Now we will use pyqtgraph to visualize the data. We will import pyqtgraph, set up a window, and draw the plot:

import pyqtgraph

# Set up the window
win = pyqtgraph.GraphicsWindow(title='Graph')
win.resize(1000, 600)

# Plot and show the graph
hit_offset_plot = win.addPlot(title='Speed Difficulty').plot()
hit_offset_plot.setData(x=speed_diff[0], y=speed_diff[1], pen='y')
win.show()

Try changing the number of hitobjects that get speed depends on, changing np.ones(10) to np.ones(20), for example. Despite you doing this, the graph has not changed. That is because the data doesn't calculate on its own. You will have to run the speed_difficulty function again and set the data:

speed_diff = speed_difficulty(map_data)
hit_offset_plot.setData(x=speed_diff[0], y=speed_diff[1], pen='y')

This applies for every time you make a change in code.

Even though you are requiring to run the calculation over again, it still beats restarting the analyzer for every big or small code change. Do note not everything you change in the code will get applied, just the stuff that are pushed into the embedded console via push_vars function mentioned earlier.

External scripts

The embedded console is convenient for interactive scripting, but it can get quite messy when the scripts get bigger. Consider the script from the "Analyzing the data" in the "Analyzing beatmaps and replays" tutorial. While a moderate script, it can get quite bigger.

The CmdUtils.run_script function is provided to solve just that. The provided scripts are found in the scripts folder. Let's run an example script named test_script.py. To do that:

CmdUtils.run_script('scripts/test_script.py', globals(), locals())

Note that globals() and locals() are passed parameters. Without those the script wouldn't have access to all the things the embedded console has access to. So after running the script not much happens, but we now have access to the TestScript class. If you look into scripts/test_script.py it's a class that prints "hello world" when initialized and returns and addition of to parameters when run using the run function.

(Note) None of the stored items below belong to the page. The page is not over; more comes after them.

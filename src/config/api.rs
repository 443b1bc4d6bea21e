use serde::{Deserialize, Serialize};
use std::time::Duration;
use url::Url;

/// Backend connection configuration managed by Figment.
#[derive(Debug, Clone, Deserialize, Serialize)]
#[serde(deny_unknown_fields)]
pub struct ApiConfig {
    /// Base URL of the REST API; request paths are appended to it.
    /// TOML: `api.base_url`. Default: `http://localhost:3000/api`.
    #[serde(default = "default_base_url")]
    pub base_url: Url,

    /// Whole-request timeout in seconds.
    /// TOML: `api.timeout_secs`. Default: `30`.
    #[serde(default = "default_timeout_secs")]
    pub timeout_secs: u64,

    /// TCP connect timeout in seconds.
    /// TOML: `api.connect_timeout_secs`. Default: `10`.
    #[serde(default = "default_connect_timeout_secs")]
    pub connect_timeout_secs: u64,

    /// Optional HTTP proxy for all requests.
    /// TOML: `api.proxy`. Example: `http://127.0.0.1:1080`.
    #[serde(default)]
    pub proxy: Option<Url>,

    /// Allow HTTP/2 multiplexing; disabled forces HTTP/1.
    /// TOML: `api.enable_multiplexing`. Default: `false`.
    #[serde(default)]
    pub enable_multiplexing: bool,

    /// TOML: `api.user_agent`. Default: `desidia/<crate version>`.
    #[serde(default = "default_user_agent")]
    pub user_agent: String,
}

impl ApiConfig {
    pub fn with_base_url(base_url: Url) -> Self {
        Self {
            base_url,
            ..Self::default()
        }
    }

    pub fn timeout(&self) -> Duration {
        Duration::from_secs(self.timeout_secs)
    }

    pub fn connect_timeout(&self) -> Duration {
        Duration::from_secs(self.connect_timeout_secs)
    }
}

impl Default for ApiConfig {
    fn default() -> Self {
        Self {
            base_url: default_base_url(),
            timeout_secs: default_timeout_secs(),
            connect_timeout_secs: default_connect_timeout_secs(),
            proxy: None,
            enable_multiplexing: false,
            user_agent: default_user_agent(),
        }
    }
}

fn default_base_url() -> Url {
    Url::parse("http://localhost:3000/api").expect("valid default API base URL")
}

fn default_timeout_secs() -> u64 {
    30
}

fn default_connect_timeout_secs() -> u64 {
    10
}

fn default_user_agent() -> String {
    format!("desidia/{}", env!("CARGO_PKG_VERSION"))
}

So now in the embedded console we can do:

ret = TestScript().run(3, 6)

and it will display hello world

It is recommended to create your script as a class to lower chances there might be conflicts in variable names. If there are, you may accidentally overwrite or use an unintended variable. Much like the speed difficulty function we created earlier, you will have to reload the script via CmdUtils.run_script and create a new class instance every time you make a change to it.